Count every line in the entries below that contains the word "token", and give only that number.

(Stored items)
*** Begin section ***

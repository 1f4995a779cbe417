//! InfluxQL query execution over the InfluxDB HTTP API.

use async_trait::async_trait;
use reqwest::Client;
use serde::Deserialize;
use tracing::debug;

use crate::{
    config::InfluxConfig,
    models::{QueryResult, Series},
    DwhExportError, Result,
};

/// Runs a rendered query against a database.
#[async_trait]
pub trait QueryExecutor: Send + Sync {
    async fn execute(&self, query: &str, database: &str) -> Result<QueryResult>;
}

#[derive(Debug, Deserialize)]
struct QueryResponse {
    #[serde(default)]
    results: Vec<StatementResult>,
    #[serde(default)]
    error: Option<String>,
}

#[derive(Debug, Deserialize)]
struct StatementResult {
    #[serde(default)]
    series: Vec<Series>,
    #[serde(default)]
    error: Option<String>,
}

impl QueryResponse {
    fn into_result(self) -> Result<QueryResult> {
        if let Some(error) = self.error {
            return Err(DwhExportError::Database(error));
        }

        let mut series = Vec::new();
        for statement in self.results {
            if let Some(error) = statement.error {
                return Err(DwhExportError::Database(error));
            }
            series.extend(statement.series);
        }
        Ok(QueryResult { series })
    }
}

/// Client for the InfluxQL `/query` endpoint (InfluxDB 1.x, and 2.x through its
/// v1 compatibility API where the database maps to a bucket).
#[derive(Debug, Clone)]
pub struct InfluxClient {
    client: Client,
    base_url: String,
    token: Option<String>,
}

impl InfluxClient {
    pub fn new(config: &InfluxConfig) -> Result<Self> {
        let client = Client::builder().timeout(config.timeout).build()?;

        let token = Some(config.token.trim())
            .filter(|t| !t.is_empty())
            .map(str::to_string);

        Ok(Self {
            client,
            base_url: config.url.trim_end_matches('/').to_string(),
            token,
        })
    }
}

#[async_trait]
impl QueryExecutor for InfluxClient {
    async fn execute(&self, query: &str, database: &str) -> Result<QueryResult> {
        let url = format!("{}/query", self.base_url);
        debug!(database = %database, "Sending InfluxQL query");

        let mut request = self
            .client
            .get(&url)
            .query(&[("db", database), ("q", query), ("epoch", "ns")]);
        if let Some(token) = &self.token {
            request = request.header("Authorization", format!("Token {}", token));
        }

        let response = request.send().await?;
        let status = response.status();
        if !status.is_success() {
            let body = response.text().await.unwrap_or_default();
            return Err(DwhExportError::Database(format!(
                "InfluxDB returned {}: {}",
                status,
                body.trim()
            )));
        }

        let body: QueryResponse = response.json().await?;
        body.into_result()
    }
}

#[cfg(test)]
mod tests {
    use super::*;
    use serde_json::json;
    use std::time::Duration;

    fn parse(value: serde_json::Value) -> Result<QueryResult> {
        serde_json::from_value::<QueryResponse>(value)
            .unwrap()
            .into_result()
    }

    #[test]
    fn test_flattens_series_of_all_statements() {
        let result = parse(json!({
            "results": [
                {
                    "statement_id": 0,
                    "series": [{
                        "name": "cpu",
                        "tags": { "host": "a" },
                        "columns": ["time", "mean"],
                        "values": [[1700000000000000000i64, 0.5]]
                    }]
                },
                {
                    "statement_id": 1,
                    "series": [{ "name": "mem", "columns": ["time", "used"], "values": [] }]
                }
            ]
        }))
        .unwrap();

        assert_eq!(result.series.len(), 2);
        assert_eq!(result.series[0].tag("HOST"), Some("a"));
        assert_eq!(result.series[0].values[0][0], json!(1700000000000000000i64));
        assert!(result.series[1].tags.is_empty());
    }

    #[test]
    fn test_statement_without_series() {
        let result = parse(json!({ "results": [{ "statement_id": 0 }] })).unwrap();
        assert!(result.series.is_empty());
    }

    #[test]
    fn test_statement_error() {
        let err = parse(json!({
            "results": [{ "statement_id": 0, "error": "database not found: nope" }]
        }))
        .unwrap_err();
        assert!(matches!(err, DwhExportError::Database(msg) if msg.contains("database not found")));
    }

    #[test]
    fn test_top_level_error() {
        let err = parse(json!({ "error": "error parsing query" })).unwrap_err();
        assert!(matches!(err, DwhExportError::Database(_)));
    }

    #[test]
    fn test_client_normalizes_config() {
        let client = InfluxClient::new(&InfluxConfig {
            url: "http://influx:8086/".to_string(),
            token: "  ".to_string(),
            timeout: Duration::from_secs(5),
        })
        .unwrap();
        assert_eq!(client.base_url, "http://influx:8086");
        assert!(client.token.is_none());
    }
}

*** End section ***

• _The completed task_: 7